16,よーし父になる、カジノに行こう。
第100階層に瞬間移動して、中ボスのポジションとして、異世界転生パーティを待つことにする。
にしても、オムツ取りに行かなきゃならないのに、おれは何をやっているんだろうか。
やはり、まだ父親になる自信がないのか。それで無意識に帰還を遅らせているのだろうか。
ひとり悩んでいると、なんか声をかけられた。
「お前が、このダンジョンのラスボスか!?」
「違います、中ボスです」
悩んでいる間に、異世界転生パーティの連中が到着していたのだ。
「中ボスごときが、僕の行く手を遮られると思うなよ! こっちはチートスキル持ちだぞ!」
「あそう」
父親になるということは、これは責任重大ですよ。
なぜ運転免許の試験はあるのに、父親になる試験はないのか。逆に試験とか受けて合格したら、自信をもって子育てできるのに。

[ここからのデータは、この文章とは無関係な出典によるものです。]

//! Admin area tests: sign-in, the submissions screen, form management and
//! permission checks.

#[macro_use]
mod common;

use actix_web::cookie::Cookie;
use actix_web::http::{StatusCode, header::ContentType};
use actix_web::test;
use chrono::Duration;
use regex::Regex;

use safejoy::auth::password;
use safejoy::auth::session::FORMS_MANAGE;
use safejoy::db::seed_admin;
use safejoy::models::admin_user::{self, NewAdminUser};
use safejoy::models::{form, now_timestamp, submission};
use common::*;

const TOKEN_PATTERN: &str = r#"name="csrf_token" value="([0-9a-f]+)""#;
/// The header's sign-out form comes first on every admin page; this skips to
/// the create-form token.
const FORMS_TOKEN_PATTERN: &str =
    r#"(?s)action="/admin/forms" class="inline">.*?name="csrf_token" value="([0-9a-f]+)""#;

/// GET `$uri` with `$cookie`, returning (status, location, body, cookie after).
macro_rules! get_page {
    ($app:expr, $cookie:expr, $uri:expr) => {{
        let mut req = test::TestRequest::get().uri($uri);
        if let Some(c) = $cookie.as_ref() {
            req = req.cookie(Cookie::clone(c));
        }
        let resp = test::call_service(&$app, req.to_request()).await;
        let status = resp.status();
        let loc = location(&resp);
        let next_cookie = session_cookie(&resp).or($cookie.clone());
        let body = String::from_utf8(test::read_body(resp).await.to_vec()).expect("utf8");
        (status, loc, body, next_cookie)
    }};
}

/// POST a urlencoded form, returning (status, location, body, cookie after).
macro_rules! post_form {
    ($app:expr, $cookie:expr, $uri:expr, $pairs:expr) => {{
        let mut req = test::TestRequest::post()
            .uri($uri)
            .insert_header(ContentType::form_url_encoded())
            .set_payload(form_body($pairs));
        if let Some(c) = $cookie.as_ref() {
            req = req.cookie(Cookie::clone(c));
        }
        let resp = test::call_service(&$app, req.to_request()).await;
        let status = resp.status();
        let loc = location(&resp);
        let next_cookie = session_cookie(&resp).or($cookie.clone());
        let body = String::from_utf8(test::read_body(resp).await.to_vec()).expect("utf8");
        (status, loc, body, next_cookie)
    }};
}

/// Walk the sign-in form. Returns (status, location, body, cookie after).
macro_rules! sign_in {
    ($app:expr, $user:expr, $pass:expr) => {{
        let none: Option<Cookie<'static>> = None;
        let (_, _, html, cookie) = get_page!($app, none, "/admin/login");
        let token = extract(&html, TOKEN_PATTERN).expect("login token");
        post_form!(
            $app,
            cookie,
            "/admin/login",
            &[("username", $user), ("password", $pass), ("csrf_token", token.as_str()), ("next", "")]
        )
    }};
}

async fn seed_default_admin(pool: &sqlx::SqlitePool) {
    seed_admin(pool, ADMIN_USER, ADMIN_PASS).await.expect("seed admin");
}

fn delete_links(html: &str) -> Vec<(i64, String)> {
    Regex::new(r"action=delete&amp;id=(\d+)&amp;token=([0-9a-f]+)")
        .expect("regex")
        .captures_iter(html)
        .map(|c| (c[1].parse().expect("id"), c[2].to_string()))
        .collect()
}

#[actix_web::test]
async fn test_anonymous_is_sent_to_login() {
    let db = setup_test_db().await;
    let app = test_app!(db.pool());
    let none: Option<Cookie<'static>> = None;

    let (status, loc, _, _) = get_page!(app, none, "/admin/submissions?page=2");
    assert_eq!(status, StatusCode::SEE_OTHER);
    assert_eq!(loc, "/admin/login?next=%2Fadmin%2Fsubmissions%3Fpage%3D2");

    let (status, loc, _, _) = get_page!(app, none, "/admin/forms");
    assert_eq!(status, StatusCode::SEE_OTHER);
    assert!(loc.starts_with("/admin/login"));
}

#[actix_web::test]
async fn test_seed_admin_runs_once() {
    let db = setup_test_db().await;
    let pool = db.pool();

    seed_default_admin(pool).await;
    seed_admin(pool, "other", "another-password").await.expect("second seed");

    assert_eq!(admin_user::count(pool).await.expect("count"), 1);
    assert!(admin_user::find_by_username(pool, "other").await.expect("query").is_none());
}

#[actix_web::test]
async fn test_sign_in_and_out() {
    let db = setup_test_db().await;
    seed_default_admin(db.pool()).await;
    let app = test_app!(db.pool());

    let (status, loc, _, cookie) = sign_in!(app, ADMIN_USER, ADMIN_PASS);
    assert_eq!(status, StatusCode::SEE_OTHER);
    assert_eq!(loc, "/admin/submissions");

    let (status, _, html, cookie) = get_page!(app, cookie, "/admin/submissions");
    assert_eq!(status, StatusCode::OK);
    assert!(html.contains("No submissions found."));
    assert!(html.contains(ADMIN_USER));

    let logout_token = extract(&html, TOKEN_PATTERN).expect("logout token");
    let (status, loc, _, cookie) =
        post_form!(app, cookie, "/admin/logout", &[("csrf_token", logout_token.as_str())]);
    assert_eq!(status, StatusCode::SEE_OTHER);
    assert_eq!(loc, "/admin/login");

    let (status, loc, _, _) = get_page!(app, cookie, "/admin/submissions");
    assert_eq!(status, StatusCode::SEE_OTHER);
    assert!(loc.starts_with("/admin/login"));
}

#[actix_web::test]
async fn test_wrong_password_is_rejected() {
    let db = setup_test_db().await;
    seed_default_admin(db.pool()).await;
    let app = test_app!(db.pool());

    let (status, _, html, cookie) = sign_in!(app, ADMIN_USER, "wrong");
    assert_eq!(status, StatusCode::OK);
    assert!(html.contains("Invalid username or password"));

    let (status, _, _, _) = get_page!(app, cookie, "/admin/submissions");
    assert_eq!(status, StatusCode::SEE_OTHER);
}

#[actix_web::test]
async fn test_repeated_failures_block_sign_in() {
    let db = setup_test_db().await;
    seed_default_admin(db.pool()).await;
    let config = safejoy::config::AppConfig { login_max_attempts: 2, ..test_config() };
    let app = test_app!(db.pool(), config);

    for _ in 0..2 {
        let (_, _, html, _) = sign_in!(app, ADMIN_USER, "wrong");
        assert!(html.contains("Invalid username or password"));
    }

    let (status, _, html, _) = sign_in!(app, ADMIN_USER, ADMIN_PASS);
    assert_eq!(status, StatusCode::OK);
    assert!(html.contains("Too many failed sign-in attempts"));
}

#[actix_web::test]
async fn test_sign_in_requires_token() {
    let db = setup_test_db().await;
    seed_default_admin(db.pool()).await;
    let app = test_app!(db.pool());
    let none: Option<Cookie<'static>> = None;

    let (status, _, _, _) = post_form!(
        app,
        none,
        "/admin/login",
        &[("username", ADMIN_USER), ("password", ADMIN_PASS), ("csrf_token", "00")]
    );
    assert_eq!(status, StatusCode::FORBIDDEN);
}

#[actix_web::test]
async fn test_submission_list_paginates() {
    let db = setup_test_db().await;
    let pool = db.pool();
    seed_default_admin(pool).await;
    let base = now_timestamp();
    for (i, name) in ["Oldest", "Middle", "Newest"].iter().enumerate() {
        submission::insert_at(
            pool,
            &validated(name, FORM_TITLE, &["https://example.org/"]),
            "",
            base + Duration::seconds(i as i64),
        )
        .await
        .expect("insert");
    }
    let app = test_app!(pool);
    let (_, _, _, cookie) = sign_in!(app, ADMIN_USER, ADMIN_PASS);

    let (status, _, html, cookie) = get_page!(app, cookie, "/admin/submissions");
    assert_eq!(status, StatusCode::OK);
    assert!(html.contains("Newest"));
    assert!(html.contains("Middle"));
    assert!(!html.contains("Oldest"));
    assert!(html.contains("Page 1 of 2"));
    assert!(html.contains("(3)"));

    let (status, _, html, cookie) = get_page!(app, cookie, "/admin/submissions?page=2");
    assert_eq!(status, StatusCode::OK);
    assert!(html.contains("Oldest"));
    assert!(!html.contains("Newest"));

    let (status, _, html, _) = get_page!(app, cookie, "/admin/submissions?page=7");
    assert_eq!(status, StatusCode::OK);
    assert!(html.contains("No submissions found."));
}

#[actix_web::test]
async fn test_detail_view_shows_everything() {
    let db = setup_test_db().await;
    let pool = db.pool();
    seed_default_admin(pool).await;
    let links = ["https://a.example/", "https://b.example/", "https://c.example/"];
    let id = submission::insert(pool, &validated("Aid Group", FORM_TITLE, &links), "203.0.113.8")
        .await
        .expect("insert");
    let app = test_app!(pool);
    let (_, _, _, cookie) = sign_in!(app, ADMIN_USER, ADMIN_PASS);

    let (status, _, html, cookie) = get_page!(app, cookie, "/admin/submissions");
    assert_eq!(status, StatusCode::OK);
    assert!(html.contains("+1 more"));

    let uri = format!("/admin/submissions?action=view&id={id}");
    let (status, _, html, cookie) = get_page!(app, cookie, &uri);
    assert_eq!(status, StatusCode::OK);
    assert!(html.contains("203.0.113.8"));
    assert!(html.contains("Description for Aid Group"));
    for link in links {
        assert!(html.contains(link));
    }

    let (status, _, _, _) = get_page!(app, cookie, "/admin/submissions?action=view&id=999");
    assert_eq!(status, StatusCode::NOT_FOUND);
}

#[actix_web::test]
async fn test_delete_requires_matching_token() {
    let db = setup_test_db().await;
    let pool = db.pool();
    seed_default_admin(pool).await;
    let first = submission::insert(pool, &validated("First", FORM_TITLE, &[]), "")
        .await
        .expect("insert");
    let second = submission::insert(pool, &validated("Second", FORM_TITLE, &[]), "")
        .await
        .expect("insert");
    let app = test_app!(pool);
    let (_, _, _, cookie) = sign_in!(app, ADMIN_USER, ADMIN_PASS);

    let (_, _, html, cookie) = get_page!(app, cookie, "/admin/submissions");
    let tokens = delete_links(&html);
    let token_for = |id: i64| {
        tokens
            .iter()
            .find(|(row, _)| *row == id)
            .map(|(_, t)| t.clone())
            .expect("delete link for row")
    };

    // A token issued for one row does not delete another
    let uri = format!("/admin/submissions?action=delete&id={second}&token={}", token_for(first));
    let (status, _, _, cookie) = get_page!(app, cookie, &uri);
    assert_eq!(status, StatusCode::FORBIDDEN);

    let uri = format!("/admin/submissions?action=delete&id={first}&token=deadbeef");
    let (status, _, _, cookie) = get_page!(app, cookie, &uri);
    assert_eq!(status, StatusCode::FORBIDDEN);
    assert!(submission::get(pool, first).await.expect("query").is_some());

    let uri = format!("/admin/submissions?action=delete&id={first}&token={}", token_for(first));
    let (status, loc, _, cookie) = get_page!(app, cookie, &uri);
    assert_eq!(status, StatusCode::SEE_OTHER);
    assert_eq!(loc, "/admin/submissions?deleted=1");
    assert!(submission::get(pool, first).await.expect("query").is_none());
    assert!(submission::get(pool, second).await.expect("query").is_some());

    // Repeating the same delete is harmless
    let (status, loc, _, cookie) = get_page!(app, cookie, &uri);
    assert_eq!(status, StatusCode::SEE_OTHER);
    assert_eq!(loc, "/admin/submissions?deleted=1");

    let (_, _, html, _) = get_page!(app, cookie, "/admin/submissions?deleted=1");
    assert!(html.contains("Submission deleted."));
}

#[actix_web::test]
async fn test_missing_permission_is_forbidden() {
    let db = setup_test_db().await;
    let pool = db.pool();
    let password_hash = password::hash_password("forms-only-pass").expect("hash");
    admin_user::create(
        pool,
        &NewAdminUser {
            username: "editor".to_string(),
            password_hash,
            permissions: FORMS_MANAGE.to_string(),
        },
    )
    .await
    .expect("create editor");
    let app = test_app!(pool);
    let (status, _, _, cookie) = sign_in!(app, "editor", "forms-only-pass");
    assert_eq!(status, StatusCode::SEE_OTHER);

    let (status, _, _, cookie) = get_page!(app, cookie, "/admin/submissions");
    assert_eq!(status, StatusCode::FORBIDDEN);

    let (status, _, html, _) = get_page!(app, cookie, "/admin/forms");
    assert_eq!(status, StatusCode::OK);
    assert!(!html.contains(r#"href="/admin/submissions""#));
}

#[actix_web::test]
async fn test_manage_forms() {
    let db = setup_test_db().await;
    let pool = db.pool();
    seed_default_admin(pool).await;
    let app = test_app!(pool);
    let (_, _, _, cookie) = sign_in!(app, ADMIN_USER, ADMIN_PASS);

    let (status, _, html, cookie) = get_page!(app, cookie, "/admin/forms");
    assert_eq!(status, StatusCode::OK);
    assert!(html.contains("No forms yet."));
    let token = extract(&html, FORMS_TOKEN_PATTERN).expect("forms token");
    let logout_token = extract(&html, TOKEN_PATTERN).expect("logout token");
    assert_ne!(token, logout_token);

    let (status, loc, _, cookie) =
        post_form!(app, cookie, "/admin/forms", &[("title", "  Community   Aid "), ("csrf_token", token.as_str())]);
    assert_eq!(status, StatusCode::SEE_OTHER);
    assert_eq!(loc, "/admin/forms");
    let created = form::find_by_title(pool, FORM_TITLE)
        .await
        .expect("query")
        .expect("form created with sanitized title");

    let (_, _, html, cookie) = get_page!(app, cookie, "/admin/forms");
    assert!(html.contains("Community Aid"));
    assert!(html.contains("/embed?form=Community+Aid"));

    let (status, _, html, cookie) =
        post_form!(app, cookie, "/admin/forms", &[("title", FORM_TITLE), ("csrf_token", token.as_str())]);
    assert_eq!(status, StatusCode::OK);
    assert!(html.contains("already exists"));

    let (status, _, html, cookie) =
        post_form!(app, cookie, "/admin/forms", &[("title", "<b></b>"), ("csrf_token", token.as_str())]);
    assert_eq!(status, StatusCode::OK);
    assert!(html.contains("Title is required"));

    let (status, _, _, cookie) =
        post_form!(app, cookie, "/admin/forms", &[("title", "Food Bank"), ("csrf_token", "bad")]);
    assert_eq!(status, StatusCode::FORBIDDEN);
    assert!(!form::exists(pool, "Food Bank").await.expect("exists"));

    let uri = format!("/admin/forms/{}/delete", created.id);
    let (status, loc, _, _) = post_form!(app, cookie, &uri, &[("csrf_token", token.as_str())]);
    assert_eq!(status, StatusCode::SEE_OTHER);
    assert_eq!(loc, "/admin/forms");
    assert!(!form::exists(pool, FORM_TITLE).await.expect("exists"));
}

#[actix_web::test]
async fn test_unknown_route_is_404() {
    let db = setup_test_db().await;
    let app = test_app!(db.pool());
    let none: Option<Cookie<'static>> = None;

    let (status, _, html, _) = get_page!(app, none, "/no-such-page");
    assert_eq!(status, StatusCode::NOT_FOUND);
    assert!(html.contains("Page not found"));
}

「くらえ! 一撃必殺のチートスキル《ただの斬撃》!」
なんか知らんが、転生パーティのリーダーが斬りかかってきた。
ただの斬撃を与えるだけで、問答無用で殺せるのか。それは確かにチートだなぁ。
斬撃を弾いてから、そいつの顔面に拳をめり込ませた。
こっちは、ただのパンチ。
「うるさいんだよ、転生者。こっちは父親としての悩みに頭を抱えているんだよ」
リーダーの顔が潰れて吹っ飛んだ。
「うわぁぁリーダーがぁぁ! 貴様、リーダーになんてことを! 死の魔法を食らうがいい、《死の息吹》を!」
こんどは転生者パーティの魔術師が、魔導書を出して呪文を唱えだす。
長い。
魔術師に《闇黒重力》をかけて動きを封じてから、脳味噌を口から引き抜いた。
「ぁぁぁぁぁあ! なんてことを!」
で、お次は転生者パーティの剣士が怒声を発してくる。
おれはチラッと見やって、
「だいたい、お前らはどこの世界の転生者だ?」
「俺は地球の日本から転生したんだ。そう、あれは歩道を歩いていたとき。轢かれそうだった子犬を助けた俺は、かわりにトラックに轢かれて」
「知るか」
いまさら日本と聞いても、同国意識とか抱かん。まだ転移者ならともかく、転生者だしな。
というわけで、《血の刃》を発動。
これは、おれの血液を武器にするスキル。
すなわち血液も、ステータスは∞。よって防御のしようがない。
「ぎゃぁぁぁぁあ防御ができないぃぃぃぃ」
「痛いよぉぉぉぉ死ぬぅぅぅぅ」
「あぁぁぁぁぁぁぁあ1000年の訓練がぁぁぁぁ」
「せっかく転生したのにぃぃぃぃ」
転生者どもを血の刃で切り刻んでいると、なんだか心も晴れてきた。
瞬間移動で最下層に戻る。
「体を動かしたら、すっきりした」
監視映像を見ていたイチゴが、なぜか呆れた様子で言う。
「殺戮したらの間違いでは? 転生者パーティを皆殺しにするなんて。ちょっと会話したりして、展開を広げていこうという気持ちはないんですか? 転生者なんてレアなのに」
「おれはオムツを入手し、地球に帰るぞ。そして父になる!」
イチゴが口をぽかんと開けた。
おれの決意に感動しているのか。
「タケト様、まだ覚悟を決めてなかったんですか」
「はぁ?」
「上海のマックで初めて赤ちゃんできたと聞いたとき、覚悟を決めたんじゃないんですか。未来から娘が来ておきながら、なにをいまさら」
「独身に未練たらたらなのを暴いたのは、お前だろ」
「情けないですねタケット! それでいつかは〈無神〉を殺す者ですか!」
「いや〈無神〉とか殺す予定ないから。とにかく転生者パーティも片付けたことだし、こんどこそ行くぞ」
「どこにです?」
「≪幽冥ダンジョン≫に決まってるだろ。この流れでコンビニでも行くと思ったか」
足元を見ると、女児的種族たちが見上げていた。
「ボス」
「賃金を」
「上げるです?」
給料とか支払いたくても、お金がない。
そこで、おれはハッとした。
「そうだ。まずはお金を稼ごう」
というわけで、この国の最大のカジノに行くことにした。